Sumpner's second full-length recording shares much with his first's musical ethos: haunting, occasionally multi-tracked vocals, acoustic strings gently plucked, and a homemade, artisan sound to many of the tracks. Where the album shows distinct signs of improvement is in two areas. Firstly, Sumpner had invested more time and attention in the production of this album. Remembering and Forgetting, apparently a meditation on teenage killers, is bolstered by what sounds like the hammering of a dulcimer. Wolves Amongst Snowmen has a delicious, swirling analogue sound in the distance, like the rustling of autumn wind in the trees.
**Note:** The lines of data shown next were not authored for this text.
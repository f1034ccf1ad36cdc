//! Command-line surface of the `lexdesk` binary.

pub mod render;
pub mod repl;

use std::borrow::Cow;
use std::path::PathBuf;

use anyhow::{Context as _, bail};
use clap::{Args, Parser, Subcommand, ValueEnum};
use rustyline::config::Configurer;
use rustyline::highlight::{CmdKind, Highlighter};
use rustyline::history::DefaultHistory;
use rustyline::{ColorMode, Completer, Editor, Helper, Hinter, Validator};

use crate::api::types::{ProfileUpdate, RegisterRequest};
use crate::app::App;
use crate::chat::ConversationTarget;
use crate::documents::DocumentOwner;
use crate::guard::Route;
use crate::session::Role;

#[derive(Debug, Parser)]
#[command(name = "lexdesk", version)]
#[command(about = "Terminal client for the legal-services platform", long_about = None)]
pub struct Cli {
    /// Settings file (TOML). Defaults to the platform config directory.
    #[arg(long, global = true, env = "LEXDESK_CONFIG")]
    pub config: Option<PathBuf>,

    /// Emit logs as JSON lines.
    #[arg(long, global = true)]
    pub log_json: bool,

    #[command(subcommand)]
    pub command: Command,
}

#[derive(Debug, Subcommand)]
pub enum Command {
    /// Sign in and keep the session for later commands
    Login {
        #[arg(long)]
        email: String,
        #[arg(long, env = "LEXDESK_PASSWORD", hide_env_values = true)]
        password: Option<String>,
    },
    /// Create a client or lawyer account
    Register(RegisterArgs),
    /// Forget the stored session
    Logout,
    /// Show the signed-in user
    Whoami,
    /// Update profile fields
    Profile(ProfileArgs),
    /// Ask for a password reset e-mail
    ForgotPassword {
        #[arg(long)]
        email: String,
    },
    /// Set a new password from a reset link token
    ResetPassword {
        #[arg(long)]
        token: String,
        #[arg(long, env = "LEXDESK_NEW_PASSWORD", hide_env_values = true)]
        password: Option<String>,
    },
    /// Change the password of the signed-in user
    ChangePassword,
    /// Open the conversation of a project, a legal request, or a standalone one
    Chat(ChatArgs),
    /// Manage the documents of a project or legal request
    Documents {
        #[command(subcommand)]
        action: DocumentAction,
    },
}

#[derive(Debug, Clone, Copy, ValueEnum)]
pub enum AccountKind {
    Client,
    Lawyer,
}

impl From<AccountKind> for Role {
    fn from(kind: AccountKind) -> Self {
        match kind {
            AccountKind::Client => Role::Client,
            AccountKind::Lawyer => Role::Lawyer,
        }
    }
}

#[derive(Debug, Args)]
pub struct RegisterArgs {
    #[arg(long)]
    pub first_name: String,
    #[arg(long)]
    pub last_name: String,
    #[arg(long)]
    pub email: String,
    #[arg(long, value_enum, default_value = "client")]
    pub role: AccountKind,
    #[arg(long)]
    pub phone: Option<String>,
    #[arg(long, env = "LEXDESK_PASSWORD", hide_env_values = true)]
    pub password: Option<String>,
}

#[derive(Debug, Args)]
pub struct ProfileArgs {
    #[arg(long)]
    pub first_name: Option<String>,
    #[arg(long)]
    pub last_name: Option<String>,
    #[arg(long)]
    pub email: Option<String>,
    #[arg(long)]
    pub phone: Option<String>,
}

#[derive(Debug, Args)]
pub struct ChatArgs {
    /// Project id
    #[arg(long, conflicts_with = "legal_request")]
    pub project: Option<String>,
    /// Project title, used when the thread has to be created
    #[arg(long, requires = "project")]
    pub title: Option<String>,
    /// Legal request id
    #[arg(long)]
    pub legal_request: Option<String>,
}

impl ChatArgs {
    pub fn target(self) -> ConversationTarget {
        match (self.project, self.legal_request) {
            (Some(id), _) => ConversationTarget::project(id, self.title),
            (None, Some(id)) => ConversationTarget::legal_request(id),
            (None, None) => ConversationTarget::standalone(),
        }
    }
}

#[derive(Debug, Args)]
#[group(required = true, multiple = false)]
pub struct OwnerArgs {
    #[arg(long)]
    pub project: Option<String>,
    #[arg(long)]
    pub legal_request: Option<String>,
}

impl OwnerArgs {
    pub fn owner(self) -> anyhow::Result<DocumentOwner> {
        match (self.project, self.legal_request) {
            (Some(id), None) => Ok(DocumentOwner::Project(id)),
            (None, Some(id)) => Ok(DocumentOwner::LegalRequest(id)),
            _ => bail!("pass exactly one of --project or --legal-request"),
        }
    }
}

#[derive(Debug, Subcommand)]
pub enum DocumentAction {
    List {
        #[command(flatten)]
        owner: OwnerArgs,
    },
    Upload {
        #[command(flatten)]
        owner: OwnerArgs,
        file: PathBuf,
    },
    Download {
        #[command(flatten)]
        owner: OwnerArgs,
        id: String,
        /// Destination directory
        #[arg(long, default_value = ".")]
        dest: PathBuf,
    },
}

/// Line editor helper that draws every typed character as `*`.
#[derive(Completer, Helper, Hinter, Validator)]
struct MaskedInput;

impl Highlighter for MaskedInput {
    fn highlight<'l>(&self, line: &'l str, _pos: usize) -> Cow<'l, str> {
        Cow::Owned(mask(line))
    }

    fn highlight_char(&self, _line: &str, _pos: usize, _kind: CmdKind) -> bool {
        true
    }
}

fn mask(line: &str) -> String {
    "*".repeat(line.chars().count())
}

fn prompt_secret(label: &str) -> anyhow::Result<String> {
    let mut editor: Editor<MaskedInput, DefaultHistory> =
        Editor::new().context("terminal unavailable")?;
    editor.set_helper(Some(MaskedInput));
    // Masking goes through the highlighter, which only runs with colors on.
    editor.set_color_mode(ColorMode::Forced);
    editor.set_auto_add_history(false);
    let value = editor.readline(label).context("no input")?;
    Ok(value)
}

fn password_or_prompt(value: Option<String>, label: &str) -> anyhow::Result<String> {
    match value {
        Some(value) => Ok(value),
        None => prompt_secret(label),
    }
}

fn require_session(app: &App) -> anyhow::Result<()> {
    if app.session().is_authenticated() {
        return Ok(());
    }
    bail!("Veuillez vous connecter avec `lexdesk login`.")
}

/// Run one command against a wired client whose session was restored.
pub async fn run(app: &App, command: Command) -> anyhow::Result<()> {
    let session = app.session();
    match command {
        Command::Login { email, password } => {
            let password = password_or_prompt(password, "Mot de passe : ")?;
            let user = session
                .login(&email, &password)
                .await
                .map_err(|e| anyhow::anyhow!(e.user_message()))?;
            println!("Connecté en tant que {} ({}).", user.display_name, user.role);
        }
        Command::Register(args) => {
            let password = password_or_prompt(args.password, "Mot de passe : ")?;
            let request = RegisterRequest {
                first_name: args.first_name,
                last_name: args.last_name,
                email: args.email,
                password,
                role: args.role.into(),
                phone: args.phone,
            };
            let user = session
                .register(&request)
                .await
                .map_err(|e| anyhow::anyhow!(e.user_message()))?;
            println!("Compte créé pour {}.", user.display_name);
        }
        Command::Logout => session.logout(),
        Command::Whoami => match session.session() {
            Some(user) => {
                println!("{} <{}>", user.display_name, user.email);
                if let Some(phone) = session.profile().and_then(|p| p.phone) {
                    println!("Téléphone : {phone}");
                }
                println!("Rôle : {}", user.role);
                println!("Accueil : {}", Route::home_for(user.role));
                if let Some(expiry) = user.token_expiry {
                    println!("Session valable jusqu'au {}", expiry.format("%d/%m/%Y %H:%M UTC"));
                }
            }
            None => {
                let view = session.snapshot();
                match view.error {
                    Some(reason) => println!("Non connecté ({reason})."),
                    None => println!("Non connecté."),
                }
            }
        },
        Command::Profile(args) => {
            require_session(app)?;
            let update = ProfileUpdate {
                first_name: args.first_name,
                last_name: args.last_name,
                email: args.email,
                phone: args.phone,
            };
            let user = session
                .update_profile(&update)
                .await
                .map_err(|e| anyhow::anyhow!(e.user_message()))?;
            println!("{} <{}>", user.display_name, user.email);
        }
        Command::ForgotPassword { email } => {
            session
                .forgot_password(&email)
                .await
                .map_err(|e| anyhow::anyhow!(e.user_message()))?;
        }
        Command::ResetPassword { token, password } => {
            let password = password_or_prompt(password, "Nouveau mot de passe : ")?;
            session
                .reset_password(&token, &password)
                .await
                .map_err(|e| anyhow::anyhow!(e.user_message()))?;
        }
        Command::ChangePassword => {
            require_session(app)?;
            let current = prompt_secret("Mot de passe actuel : ")?;
            let new = prompt_secret("Nouveau mot de passe : ")?;
            session
                .change_password(&current, &new)
                .await
                .map_err(|e| anyhow::anyhow!(e.user_message()))?;
        }
        Command::Chat(args) => {
            require_session(app)?;
            repl::run(app, args.target()).await?;
        }
        Command::Documents { action } => {
            require_session(app)?;
            documents(app, action).await?;
        }
    }
    Ok(())
}

async fn documents(app: &App, action: DocumentAction) -> anyhow::Result<()> {
    match action {
        DocumentAction::List { owner } => {
            let panel = app.documents(owner.owner()?);
            let docs = panel
                .refresh()
                .await
                .map_err(|e| anyhow::anyhow!(e.user_message()))?;
            render::documents(&docs);
        }
        DocumentAction::Upload { owner, file } => {
            let panel = app.documents(owner.owner()?);
            let mut progress = panel.subscribe_progress();
            let watcher = tokio::spawn(async move {
                while progress.changed().await.is_ok() {
                    let current = *progress.borrow_and_update();
                    render::progress(current);
                }
            });
            let result = panel.upload(Some(&file), None).await;
            watcher.abort();
            eprintln!();
            let document = result.map_err(|e| anyhow::anyhow!(e.user_message()))?;
            println!("Document « {} » téléversé (id {}).", document.file_name, document.id);
        }
        DocumentAction::Download { owner, id, dest } => {
            let panel = app.documents(owner.owner()?);
            if let Err(e) = panel.refresh().await {
                tracing::debug!("Listing before download failed: {}", e);
            }
            let saved = panel
                .download(&id, &dest)
                .await
                .map_err(|e| anyhow::anyhow!(e.user_message()))?;
            println!("Enregistré sous {}", saved.display());
        }
    }
    Ok(())
}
Stars from Birds gives the impression of there being a school orchestra tuning up in the next room. The result is that the listener's attention is demanded, rather than somewhat meekly requested. Secondly, the album demonstrates greater musical confidence, both in songwriting and in arrangements. The cover of The Beatles' Dear Prudence ends up sounding like Pink Floyd and Galaxie 500 coming to some sort of agreeable compromise.
Lyrically, the album is a varied selection; the individual tracks don't necessarily bear too much relation to each other, although they provide echoes of diary entries or impressions of snippets of grainy cine-film: provoking memories and sensations without offering a coherent narrative. In itself this asks questions about how and indeed why we remember, and whether the memories provoked by a song or a lyric necessarily have anything to do with what inspired them in the first place.
All of which is say that SOGP is with difficulty pegged as a folk album, despite the clear homemade, in-the-shed aesthetic - once again, the album has been recorded on the outskirts of the peak district. Instead, musical presences as diverse as Simon & Garfunkel, Love, and The Beta Band rub shoulders. There's a clear sense that Sumptner has moved on from his previous album and is broadening his horizons.
Aerial Days is a brief album, as one might expect given the length of this review and SOGP's last effort, but a heartfelt and moving piece throughout and part of the steady rise of the Green Pheasant.